EXERCISE AIM:
Pick every line from the data that holds the word "await".

Saved data entries:
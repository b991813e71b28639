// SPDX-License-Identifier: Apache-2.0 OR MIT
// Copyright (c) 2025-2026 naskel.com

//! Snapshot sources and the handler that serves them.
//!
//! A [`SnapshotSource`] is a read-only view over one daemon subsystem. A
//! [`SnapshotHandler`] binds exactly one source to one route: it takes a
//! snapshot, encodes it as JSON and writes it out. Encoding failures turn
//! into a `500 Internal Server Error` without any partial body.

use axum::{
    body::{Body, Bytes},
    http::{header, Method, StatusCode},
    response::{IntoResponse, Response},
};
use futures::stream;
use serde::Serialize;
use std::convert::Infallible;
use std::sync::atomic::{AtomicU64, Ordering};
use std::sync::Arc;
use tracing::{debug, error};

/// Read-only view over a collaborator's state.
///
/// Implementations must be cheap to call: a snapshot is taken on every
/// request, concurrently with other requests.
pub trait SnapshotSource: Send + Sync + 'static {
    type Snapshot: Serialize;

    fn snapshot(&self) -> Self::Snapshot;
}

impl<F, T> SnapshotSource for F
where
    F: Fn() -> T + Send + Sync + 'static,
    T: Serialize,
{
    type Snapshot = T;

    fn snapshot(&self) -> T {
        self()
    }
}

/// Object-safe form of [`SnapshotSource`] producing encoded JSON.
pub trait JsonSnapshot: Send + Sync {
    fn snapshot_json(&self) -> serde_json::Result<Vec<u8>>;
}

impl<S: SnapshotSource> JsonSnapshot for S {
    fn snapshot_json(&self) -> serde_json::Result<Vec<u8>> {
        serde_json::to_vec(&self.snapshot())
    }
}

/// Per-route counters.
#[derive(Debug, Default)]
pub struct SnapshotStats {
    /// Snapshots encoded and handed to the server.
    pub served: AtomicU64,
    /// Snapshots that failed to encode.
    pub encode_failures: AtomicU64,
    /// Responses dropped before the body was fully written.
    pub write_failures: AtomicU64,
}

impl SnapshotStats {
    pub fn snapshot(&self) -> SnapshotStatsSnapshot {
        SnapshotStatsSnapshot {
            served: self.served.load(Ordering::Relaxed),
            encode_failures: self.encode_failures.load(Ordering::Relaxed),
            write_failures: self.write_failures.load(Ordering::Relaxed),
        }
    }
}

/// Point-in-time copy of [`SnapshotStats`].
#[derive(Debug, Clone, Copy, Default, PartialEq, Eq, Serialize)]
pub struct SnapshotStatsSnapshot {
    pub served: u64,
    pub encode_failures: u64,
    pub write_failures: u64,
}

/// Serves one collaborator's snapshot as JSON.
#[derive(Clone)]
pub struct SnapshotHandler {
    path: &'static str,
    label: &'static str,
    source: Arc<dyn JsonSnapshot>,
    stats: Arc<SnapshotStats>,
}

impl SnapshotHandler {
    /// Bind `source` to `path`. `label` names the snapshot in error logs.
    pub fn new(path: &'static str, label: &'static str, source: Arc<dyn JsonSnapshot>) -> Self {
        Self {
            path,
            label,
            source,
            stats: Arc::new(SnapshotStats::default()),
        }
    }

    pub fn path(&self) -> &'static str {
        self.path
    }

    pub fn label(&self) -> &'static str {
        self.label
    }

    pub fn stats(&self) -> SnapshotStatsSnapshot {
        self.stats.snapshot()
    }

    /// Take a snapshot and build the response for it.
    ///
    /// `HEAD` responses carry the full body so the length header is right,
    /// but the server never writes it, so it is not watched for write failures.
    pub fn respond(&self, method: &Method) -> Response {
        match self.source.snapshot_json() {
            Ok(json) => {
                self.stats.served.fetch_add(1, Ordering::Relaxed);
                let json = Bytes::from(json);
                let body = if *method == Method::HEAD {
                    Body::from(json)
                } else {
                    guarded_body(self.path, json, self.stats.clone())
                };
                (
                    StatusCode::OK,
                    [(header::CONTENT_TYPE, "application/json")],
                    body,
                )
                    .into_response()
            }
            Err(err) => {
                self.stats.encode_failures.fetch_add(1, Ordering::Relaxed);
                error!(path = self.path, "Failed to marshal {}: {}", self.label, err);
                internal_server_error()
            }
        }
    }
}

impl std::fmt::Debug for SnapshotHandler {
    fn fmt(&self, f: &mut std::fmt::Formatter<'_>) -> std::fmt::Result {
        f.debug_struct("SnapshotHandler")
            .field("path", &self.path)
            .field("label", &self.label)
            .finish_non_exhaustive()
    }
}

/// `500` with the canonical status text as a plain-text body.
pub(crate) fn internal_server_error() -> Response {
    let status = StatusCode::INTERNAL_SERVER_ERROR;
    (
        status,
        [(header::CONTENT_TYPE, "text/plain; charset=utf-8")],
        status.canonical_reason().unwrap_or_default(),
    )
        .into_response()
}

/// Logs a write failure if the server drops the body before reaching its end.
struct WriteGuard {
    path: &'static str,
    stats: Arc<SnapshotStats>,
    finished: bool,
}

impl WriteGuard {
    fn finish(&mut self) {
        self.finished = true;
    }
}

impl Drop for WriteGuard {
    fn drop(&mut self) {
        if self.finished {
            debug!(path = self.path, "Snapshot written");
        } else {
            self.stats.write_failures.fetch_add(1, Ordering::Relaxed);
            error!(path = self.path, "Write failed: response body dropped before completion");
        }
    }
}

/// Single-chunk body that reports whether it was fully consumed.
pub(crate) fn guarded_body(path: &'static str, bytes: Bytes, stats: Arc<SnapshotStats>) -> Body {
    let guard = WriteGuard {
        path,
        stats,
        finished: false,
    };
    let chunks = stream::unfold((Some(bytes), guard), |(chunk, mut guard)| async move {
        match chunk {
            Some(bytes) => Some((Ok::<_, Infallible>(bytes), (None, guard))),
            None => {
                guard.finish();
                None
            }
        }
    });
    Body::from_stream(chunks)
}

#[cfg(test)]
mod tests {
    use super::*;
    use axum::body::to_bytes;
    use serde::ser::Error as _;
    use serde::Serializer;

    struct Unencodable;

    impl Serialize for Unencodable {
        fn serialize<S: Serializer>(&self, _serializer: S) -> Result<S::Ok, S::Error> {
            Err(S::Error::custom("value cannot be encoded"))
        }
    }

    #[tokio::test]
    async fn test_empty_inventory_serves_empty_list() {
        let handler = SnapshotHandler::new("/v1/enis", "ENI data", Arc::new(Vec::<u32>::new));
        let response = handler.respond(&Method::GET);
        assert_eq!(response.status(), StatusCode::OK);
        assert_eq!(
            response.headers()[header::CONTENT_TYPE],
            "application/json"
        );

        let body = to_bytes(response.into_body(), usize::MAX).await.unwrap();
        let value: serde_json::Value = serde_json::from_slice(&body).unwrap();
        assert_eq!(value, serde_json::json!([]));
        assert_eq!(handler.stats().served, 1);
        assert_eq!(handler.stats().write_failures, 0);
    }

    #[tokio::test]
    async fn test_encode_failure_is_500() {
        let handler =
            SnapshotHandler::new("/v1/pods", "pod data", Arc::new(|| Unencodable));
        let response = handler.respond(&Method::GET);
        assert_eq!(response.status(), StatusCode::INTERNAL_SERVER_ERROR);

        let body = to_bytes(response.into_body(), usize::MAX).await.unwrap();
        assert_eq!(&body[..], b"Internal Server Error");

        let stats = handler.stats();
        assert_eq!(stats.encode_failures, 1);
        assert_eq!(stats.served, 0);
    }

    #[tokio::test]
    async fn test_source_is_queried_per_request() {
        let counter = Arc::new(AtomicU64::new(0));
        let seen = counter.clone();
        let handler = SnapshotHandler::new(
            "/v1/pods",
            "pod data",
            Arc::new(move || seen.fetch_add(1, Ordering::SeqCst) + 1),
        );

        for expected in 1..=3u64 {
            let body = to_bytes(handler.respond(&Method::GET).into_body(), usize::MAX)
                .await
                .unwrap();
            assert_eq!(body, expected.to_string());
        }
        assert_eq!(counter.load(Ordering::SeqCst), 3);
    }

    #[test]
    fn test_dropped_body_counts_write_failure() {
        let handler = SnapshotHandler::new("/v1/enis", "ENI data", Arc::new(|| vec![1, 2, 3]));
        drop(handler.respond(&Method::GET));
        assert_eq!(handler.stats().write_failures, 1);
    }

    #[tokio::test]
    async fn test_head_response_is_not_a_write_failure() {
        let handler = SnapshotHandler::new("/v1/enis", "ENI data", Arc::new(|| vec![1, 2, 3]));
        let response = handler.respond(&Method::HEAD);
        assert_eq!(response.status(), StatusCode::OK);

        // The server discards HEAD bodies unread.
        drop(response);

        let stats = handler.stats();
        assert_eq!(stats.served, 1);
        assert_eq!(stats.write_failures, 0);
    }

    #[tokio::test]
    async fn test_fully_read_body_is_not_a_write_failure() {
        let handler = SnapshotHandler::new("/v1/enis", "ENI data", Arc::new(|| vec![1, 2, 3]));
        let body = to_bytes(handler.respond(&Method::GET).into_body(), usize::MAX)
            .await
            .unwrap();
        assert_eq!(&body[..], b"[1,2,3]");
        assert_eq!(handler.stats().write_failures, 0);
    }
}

YOUR SOLUTION:
        let body = to_bytes(response.into_body(), usize::MAX).await.unwrap();
        let body = to_bytes(response.into_body(), usize::MAX).await.unwrap();
                .await
            .await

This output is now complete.